RECORDS SHOWN:
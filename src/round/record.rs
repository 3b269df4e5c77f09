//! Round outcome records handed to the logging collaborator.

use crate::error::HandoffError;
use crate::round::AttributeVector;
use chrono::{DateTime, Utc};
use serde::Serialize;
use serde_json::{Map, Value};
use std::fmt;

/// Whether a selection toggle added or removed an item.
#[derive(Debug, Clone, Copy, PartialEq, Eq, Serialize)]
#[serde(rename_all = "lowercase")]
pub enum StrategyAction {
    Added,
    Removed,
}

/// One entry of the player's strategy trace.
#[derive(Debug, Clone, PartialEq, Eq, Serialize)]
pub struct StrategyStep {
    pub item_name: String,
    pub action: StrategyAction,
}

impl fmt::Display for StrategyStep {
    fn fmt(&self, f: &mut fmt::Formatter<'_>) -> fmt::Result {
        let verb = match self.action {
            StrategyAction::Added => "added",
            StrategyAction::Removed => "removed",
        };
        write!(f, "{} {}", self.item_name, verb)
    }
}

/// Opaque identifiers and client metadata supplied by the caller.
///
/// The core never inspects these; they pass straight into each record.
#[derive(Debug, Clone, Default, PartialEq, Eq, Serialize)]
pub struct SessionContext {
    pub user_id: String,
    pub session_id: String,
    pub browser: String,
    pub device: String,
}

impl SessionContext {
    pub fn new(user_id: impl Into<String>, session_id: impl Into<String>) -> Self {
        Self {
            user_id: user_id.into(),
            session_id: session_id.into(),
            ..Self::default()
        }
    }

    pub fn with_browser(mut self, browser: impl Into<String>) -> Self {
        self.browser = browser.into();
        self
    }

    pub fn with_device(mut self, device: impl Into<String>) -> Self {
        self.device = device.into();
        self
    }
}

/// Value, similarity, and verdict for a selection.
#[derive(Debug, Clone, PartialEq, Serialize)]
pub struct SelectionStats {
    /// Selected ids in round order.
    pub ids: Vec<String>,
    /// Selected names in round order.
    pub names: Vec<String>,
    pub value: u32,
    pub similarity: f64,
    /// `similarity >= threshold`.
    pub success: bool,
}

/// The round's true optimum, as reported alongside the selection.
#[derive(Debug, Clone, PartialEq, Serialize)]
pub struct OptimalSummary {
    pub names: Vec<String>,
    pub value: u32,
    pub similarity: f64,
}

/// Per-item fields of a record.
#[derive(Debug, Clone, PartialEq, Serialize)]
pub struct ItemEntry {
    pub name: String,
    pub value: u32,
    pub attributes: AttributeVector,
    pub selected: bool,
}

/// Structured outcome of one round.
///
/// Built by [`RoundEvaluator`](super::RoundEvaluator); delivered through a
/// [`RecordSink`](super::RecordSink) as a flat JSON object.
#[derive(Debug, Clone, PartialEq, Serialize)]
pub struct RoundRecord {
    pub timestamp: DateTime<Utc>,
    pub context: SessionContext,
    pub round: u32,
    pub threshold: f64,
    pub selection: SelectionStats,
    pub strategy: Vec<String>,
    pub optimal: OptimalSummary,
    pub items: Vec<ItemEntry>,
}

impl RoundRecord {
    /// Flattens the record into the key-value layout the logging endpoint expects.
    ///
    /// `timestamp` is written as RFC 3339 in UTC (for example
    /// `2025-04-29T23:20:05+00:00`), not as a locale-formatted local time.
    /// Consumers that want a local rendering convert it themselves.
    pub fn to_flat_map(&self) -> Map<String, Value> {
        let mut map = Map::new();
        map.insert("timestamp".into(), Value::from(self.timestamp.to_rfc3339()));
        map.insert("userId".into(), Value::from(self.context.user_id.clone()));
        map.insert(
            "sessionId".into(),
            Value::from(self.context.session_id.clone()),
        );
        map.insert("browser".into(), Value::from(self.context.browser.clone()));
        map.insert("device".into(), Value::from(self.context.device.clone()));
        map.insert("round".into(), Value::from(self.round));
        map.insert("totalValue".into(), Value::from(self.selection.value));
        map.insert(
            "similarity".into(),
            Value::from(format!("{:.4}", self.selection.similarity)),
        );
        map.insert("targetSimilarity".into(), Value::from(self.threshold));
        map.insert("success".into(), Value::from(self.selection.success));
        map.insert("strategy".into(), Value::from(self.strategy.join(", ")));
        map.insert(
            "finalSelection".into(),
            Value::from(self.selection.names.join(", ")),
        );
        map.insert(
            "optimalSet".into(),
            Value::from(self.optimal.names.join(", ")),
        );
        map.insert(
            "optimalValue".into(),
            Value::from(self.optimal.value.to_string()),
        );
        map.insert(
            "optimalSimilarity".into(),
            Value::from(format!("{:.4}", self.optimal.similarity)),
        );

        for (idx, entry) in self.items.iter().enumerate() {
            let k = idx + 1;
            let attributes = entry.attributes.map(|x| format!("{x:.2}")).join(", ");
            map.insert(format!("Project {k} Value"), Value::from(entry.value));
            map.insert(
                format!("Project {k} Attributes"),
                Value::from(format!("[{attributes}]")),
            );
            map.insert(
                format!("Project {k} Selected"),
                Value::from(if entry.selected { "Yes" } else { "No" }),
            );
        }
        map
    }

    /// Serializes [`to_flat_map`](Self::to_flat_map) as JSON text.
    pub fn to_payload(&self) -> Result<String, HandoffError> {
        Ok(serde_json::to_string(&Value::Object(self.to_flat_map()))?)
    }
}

EXERCISE GOAL: Set down the data once more, exactly as shown above.

SOLUTION:
filename src/round/record.rs
repository 3b269df4e5c77f09
//! Round outcome records handed to the logging collaborator.

use crate::error::HandoffError;
use crate::round::AttributeVector;
use chrono::{DateTime, Utc};
use serde::Serialize;
use serde_json::{Map, Value};
use std::fmt;

/// Whether a selection toggle added or removed an item.
#[derive(Debug, Clone, Copy, PartialEq, Eq, Serialize)]
#[serde(rename_all = "lowercase")]
pub enum StrategyAction {
    Added,
    Removed,
}

/// One entry of the player's strategy trace.
#[derive(Debug, Clone, PartialEq, Eq, Serialize)]
pub struct StrategyStep {
    pub item_name: String,
    pub action: StrategyAction,
}

impl fmt::Display for StrategyStep {
    fn fmt(&self, f: &mut fmt::Formatter<'_>) -> fmt::Result {
        let verb = match self.action {
            StrategyAction::Added => "added",
            StrategyAction::Removed => "removed",
        };
        write!(f, "{} {}", self.item_name, verb)
    }
}

/// Opaque identifiers and client metadata supplied by the caller.
///
/// The core never inspects these; they pass straight into each record.
#[derive(Debug, Clone, Default, PartialEq, Eq, Serialize)]
pub struct SessionContext {
    pub user_id: String,
    pub session_id: String,
    pub browser: String,
    pub device: String,
}

impl SessionContext {
    pub fn new(user_id: impl Into<String>, session_id: impl Into<String>) -> Self {
        Self {
            user_id: user_id.into(),
            session_id: session_id.into(),
            ..Self::default()
        }
    }

    pub fn with_browser(mut self, browser: impl Into<String>) -> Self {
        self.browser = browser.into();
        self
    }

    pub fn with_device(mut self, device: impl Into<String>) -> Self {
        self.device = device.into();
        self
    }
}

/// Value, similarity, and verdict for a selection.
#[derive(Debug, Clone, PartialEq, Serialize)]
pub struct SelectionStats {
    /// Selected ids in round order.
    pub ids: Vec<String>,
    /// Selected names in round order.
    pub names: Vec<String>,
    pub value: u32,
    pub similarity: f64,
    /// `similarity >= threshold`.
    pub success: bool,
}

/// The round's true optimum, as reported alongside the selection.
#[derive(Debug, Clone, PartialEq, Serialize)]
pub struct OptimalSummary {
    pub names: Vec<String>,
    pub value: u32,
    pub similarity: f64,
}

/// Per-item fields of a record.
#[derive(Debug, Clone, PartialEq, Serialize)]
pub struct ItemEntry {
    pub name: String,
    pub value: u32,
    pub attributes: AttributeVector,
    pub selected: bool,
}

/// Structured outcome of one round.
///
/// Built by [`RoundEvaluator`](super::RoundEvaluator); delivered through a
/// [`RecordSink`](super::RecordSink) as a flat JSON object.
#[derive(Debug, Clone, PartialEq, Serialize)]
pub struct RoundRecord {
    pub timestamp: DateTime<Utc>,
    pub context: SessionContext,
    pub round: u32,
    pub threshold: f64,
    pub selection: SelectionStats,
    pub strategy: Vec<String>,
    pub optimal: OptimalSummary,
    pub items: Vec<ItemEntry>,
}

impl RoundRecord {
    /// Flattens the record into the key-value layout the logging endpoint expects.
    ///
    /// `timestamp` is written as RFC 3339 in UTC (for example
    /// `2025-04-29T23:20:05+00:00`), not as a locale-formatted local time.
    /// Consumers that want a local rendering convert it themselves.
    pub fn to_flat_map(&self) -> Map<String, Value> {
        let mut map = Map::new();
        map.insert("timestamp".into(), Value::from(self.timestamp.to_rfc3339()));
        map.insert("userId".into(), Value::from(self.context.user_id.clone()));
        map.insert(
            "sessionId".into(),
            Value::from(self.context.session_id.clone()),
        );
        map.insert("browser".into(), Value::from(self.context.browser.clone()));
        map.insert("device".into(), Value::from(self.context.device.clone()));
        map.insert("round".into(), Value::from(self.round));
        map.insert("totalValue".into(), Value::from(self.selection.value));
        map.insert(
            "similarity".into(),
            Value::from(format!("{:.4}", self.selection.similarity)),
        );
        map.insert("targetSimilarity".into(), Value::from(self.threshold));
        map.insert("success".into(), Value::from(self.selection.success));
        map.insert("strategy".into(), Value::from(self.strategy.join(", ")));
        map.insert(
            "finalSelection".into(),
            Value::from(self.selection.names.join(", ")),
        );
        map.insert(
            "optimalSet".into(),
            Value::from(self.optimal.names.join(", ")),
        );
        map.insert(
            "optimalValue".into(),
            Value::from(self.optimal.value.to_string()),
        );
        map.insert(
            "optimalSimilarity".into(),
            Value::from(format!("{:.4}", self.optimal.similarity)),
        );

        for (idx, entry) in self.items.iter().enumerate() {
            let k = idx + 1;
            let attributes = entry.attributes.map(|x| format!("{x:.2}")).join(", ");
            map.insert(format!("Project {k} Value"), Value::from(entry.value));
            map.insert(
                format!("Project {k} Attributes"),
                Value::from(format!("[{attributes}]")),
            );
            map.insert(
                format!("Project {k} Selected"),
                Value::from(if entry.selected { "Yes" } else { "No" }),
            );
        }
        map
    }

    /// Serializes [`to_flat_map`](Self::to_flat_map) as JSON text.
    pub fn to_payload(&self) -> Result<String, HandoffError> {
        Ok(serde_json::to_string(&Value::Object(self.to_flat_map()))?)
    }
}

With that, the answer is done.